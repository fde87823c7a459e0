//! Field checks for create/update input and decoding of JSON request bodies.
//!
//! Decoding happens field-by-field from a JSON object so a wrong type on one
//! field becomes a [`FieldError`] rather than a whole-body parse failure.
//! Presence and range checks run afterwards in [`check_draft`] and
//! [`check_patch`]; both collect every problem before failing.
use serde_json::{Map, Value};

use crate::error::{CatalogError, FieldError};
use crate::product::{ProductDraft, ProductPatch};

const IMMUTABLE_FIELDS: [&str; 3] = ["id", "createdAt", "updatedAt"];

/// Checks a create draft: `name`, `price` and `category` are required.
pub fn check_draft(draft: &ProductDraft) -> Result<(), CatalogError> {
    let mut errors = Vec::new();

    match &draft.name {
        None => errors.push(FieldError::new("name", "name is required")),
        Some(name) => check_text("name", name, &mut errors),
    }
    match draft.price {
        None => errors.push(FieldError::new("price", "price is required")),
        Some(price) => check_price(price, &mut errors),
    }
    match &draft.category {
        None => errors.push(FieldError::new("category", "category is required")),
        Some(category) => check_text("category", category, &mut errors),
    }

    finish(errors)
}

/// Checks the supplied fields of a patch. An empty patch is rejected.
pub fn check_patch(patch: &ProductPatch) -> Result<(), CatalogError> {
    let mut errors = Vec::new();

    if patch.is_empty() {
        errors.push(FieldError::new(
            "body",
            "at least one updatable field is required",
        ));
    }
    if let Some(name) = &patch.name {
        check_text("name", name, &mut errors);
    }
    if let Some(price) = patch.price {
        check_price(price, &mut errors);
    }
    if let Some(category) = &patch.category {
        check_text("category", category, &mut errors);
    }

    finish(errors)
}

/// Decodes a create body. Type mismatches are reported per field; presence
/// is left to [`check_draft`].
pub fn draft_from_json(body: &Value) -> Result<ProductDraft, CatalogError> {
    let object = as_object(body)?;
    let mut errors = Vec::new();

    let draft = ProductDraft {
        name: string_field(object, "name", &mut errors),
        description: string_field(object, "description", &mut errors),
        price: number_field(object, "price", &mut errors),
        category: string_field(object, "category", &mut errors),
        in_stock: bool_field(object, "inStock", &mut errors),
    };

    finish(errors).map(|()| draft)
}

/// Decodes an update body. Server-assigned fields are refused.
pub fn patch_from_json(body: &Value) -> Result<ProductPatch, CatalogError> {
    let object = as_object(body)?;
    let mut errors = Vec::new();

    for field in IMMUTABLE_FIELDS {
        if object.contains_key(field) {
            errors.push(FieldError::new(field, format!("{field} cannot be modified")));
        }
    }

    let patch = ProductPatch {
        name: string_field(object, "name", &mut errors),
        description: string_field(object, "description", &mut errors),
        price: number_field(object, "price", &mut errors),
        category: string_field(object, "category", &mut errors),
        in_stock: bool_field(object, "inStock", &mut errors),
    };

    finish(errors).map(|()| patch)
}

fn finish(errors: Vec<FieldError>) -> Result<(), CatalogError> {
    if errors.is_empty() {
        Ok(())
    } else {
        Err(CatalogError::Validation(errors))
    }
}

fn check_text(field: &str, value: &str, errors: &mut Vec<FieldError>) {
    if value.trim().is_empty() {
        errors.push(FieldError::new(field, format!("{field} must not be empty")));
    }
}

fn check_price(price: f64, errors: &mut Vec<FieldError>) {
    if !price.is_finite() {
        errors.push(FieldError::new("price", "price must be a finite number"));
    } else if price < 0.0 {
        errors.push(FieldError::new("price", "price must not be negative"));
    }
}

fn as_object(body: &Value) -> Result<&Map<String, Value>, CatalogError> {
    body.as_object().ok_or_else(|| {
        CatalogError::Validation(vec![FieldError::new(
            "body",
            "request body must be a JSON object",
        )])
    })
}

fn string_field(
    object: &Map<String, Value>,
    field: &str,
    errors: &mut Vec<FieldError>,
) -> Option<String> {
    match object.get(field) {
        None | Some(Value::Null) => None,
        Some(Value::String(s)) => Some(s.clone()),
        Some(_) => {
            errors.push(FieldError::new(field, format!("{field} must be a string")));
            None
        }
    }
}

fn number_field(
    object: &Map<String, Value>,
    field: &str,
    errors: &mut Vec<FieldError>,
) -> Option<f64> {
    match object.get(field) {
        None | Some(Value::Null) => None,
        Some(Value::Number(n)) => n.as_f64(),
        Some(_) => {
            errors.push(FieldError::new(field, format!("{field} must be a number")));
            None
        }
    }
}

fn bool_field(
    object: &Map<String, Value>,
    field: &str,
    errors: &mut Vec<FieldError>,
) -> Option<bool> {
    match object.get(field) {
        None | Some(Value::Null) => None,
        Some(Value::Bool(b)) => Some(*b),
        Some(_) => {
            errors.push(FieldError::new(field, format!("{field} must be a boolean")));
            None
        }
    }
}

#[cfg(test)]
mod tests {
    use super::*;
    use serde_json::json;

    fn fields(err: CatalogError) -> Vec<String> {
        err.field_errors().iter().map(|e| e.field.clone()).collect()
    }

    #[test]
    fn draft_missing_price_and_category_lists_both() {
        let draft = draft_from_json(&json!({"name": "Desk"})).unwrap();
        let err = check_draft(&draft).unwrap_err();
        assert_eq!(fields(err), vec!["price", "category"]);
    }

    #[test]
    fn draft_rejects_negative_price_and_blank_name() {
        let draft = ProductDraft::new("  ", -1.0, "Office");
        let err = check_draft(&draft).unwrap_err();
        assert_eq!(fields(err), vec!["name", "price"]);
    }

    #[test]
    fn wrong_types_are_field_errors() {
        let err = draft_from_json(&json!({
            "name": 7,
            "price": "cheap",
            "category": "Office",
            "inStock": "yes"
        }))
        .unwrap_err();
        assert_eq!(fields(err), vec!["name", "price", "inStock"]);
    }

    #[test]
    fn null_counts_as_absent() {
        let draft = draft_from_json(&json!({"name": "Desk", "description": null})).unwrap();
        assert_eq!(draft.description, None);
    }

    #[test]
    fn non_object_body_is_rejected() {
        let err = draft_from_json(&json!(["Desk"])).unwrap_err();
        assert_eq!(fields(err), vec!["body"]);
    }

    #[test]
    fn patch_refuses_server_assigned_fields() {
        let err = patch_from_json(&json!({"id": "x", "createdAt": "now", "price": 2.0}))
            .unwrap_err();
        assert_eq!(fields(err), vec!["id", "createdAt"]);
    }

    #[test]
    fn empty_patch_is_rejected() {
        let patch = patch_from_json(&json!({"unknown": 1})).unwrap();
        let err = check_patch(&patch).unwrap_err();
        assert_eq!(fields(err), vec!["body"]);
    }

    #[test]
    fn partial_patch_passes() {
        let patch = patch_from_json(&json!({"price": 5})).unwrap();
        assert_eq!(patch.price, Some(5.0));
        assert!(check_patch(&patch).is_ok());
    }
}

* * * * * * *

• **Exercise description**
Scan the data above for the word "must", then copy every line that holds it.

• **Solution to the exercise**
        errors.push(FieldError::new(field, format!("{field} must not be empty")));
        errors.push(FieldError::new("price", "price must be a finite number"));
        errors.push(FieldError::new("price", "price must not be negative"));
            "request body must be a JSON object",
            errors.push(FieldError::new(field, format!("{field} must be a string")));
            errors.push(FieldError::new(field, format!("{field} must be a number")));
            errors.push(FieldError::new(field, format!("{field} must be a boolean")));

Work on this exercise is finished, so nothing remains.